• Material for the task
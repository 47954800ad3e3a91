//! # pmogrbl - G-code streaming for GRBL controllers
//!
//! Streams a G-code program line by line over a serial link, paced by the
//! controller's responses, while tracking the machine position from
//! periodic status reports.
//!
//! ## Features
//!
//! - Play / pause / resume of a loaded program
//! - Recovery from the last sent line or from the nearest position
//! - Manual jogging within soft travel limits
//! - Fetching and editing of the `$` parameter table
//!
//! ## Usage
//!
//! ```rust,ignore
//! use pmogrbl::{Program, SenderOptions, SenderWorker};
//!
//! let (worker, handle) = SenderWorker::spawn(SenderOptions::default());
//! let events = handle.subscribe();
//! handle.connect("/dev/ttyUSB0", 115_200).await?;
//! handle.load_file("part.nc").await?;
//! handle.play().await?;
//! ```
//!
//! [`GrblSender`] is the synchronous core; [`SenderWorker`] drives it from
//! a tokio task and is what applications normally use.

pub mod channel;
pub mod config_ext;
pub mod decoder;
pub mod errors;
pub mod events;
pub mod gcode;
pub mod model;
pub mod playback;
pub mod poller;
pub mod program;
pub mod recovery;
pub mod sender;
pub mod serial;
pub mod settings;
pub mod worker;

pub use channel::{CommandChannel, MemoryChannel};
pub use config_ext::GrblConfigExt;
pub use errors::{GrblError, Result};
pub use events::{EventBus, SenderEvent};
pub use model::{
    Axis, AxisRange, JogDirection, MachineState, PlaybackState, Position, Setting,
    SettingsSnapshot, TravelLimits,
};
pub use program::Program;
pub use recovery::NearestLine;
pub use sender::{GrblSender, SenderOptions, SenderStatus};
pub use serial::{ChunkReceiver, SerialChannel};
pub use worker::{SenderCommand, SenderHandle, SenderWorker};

• Problem requirements
Each line in the listing above from the one containing "- Fetching and" through the one containing "drives it from" should be repeated exactly, and no other line.

• Result
//! - Fetching and editing of the `$` parameter table
//!
//! ## Usage
//!
//! ```rust,ignore
//! use pmogrbl::{Program, SenderOptions, SenderWorker};
//!
//! let (worker, handle) = SenderWorker::spawn(SenderOptions::default());
//! let events = handle.subscribe();
//! handle.connect("/dev/ttyUSB0", 115_200).await?;
//! handle.load_file("part.nc").await?;
//! handle.play().await?;
//! ```
//!
//! [`GrblSender`] is the synchronous core; [`SenderWorker`] drives it from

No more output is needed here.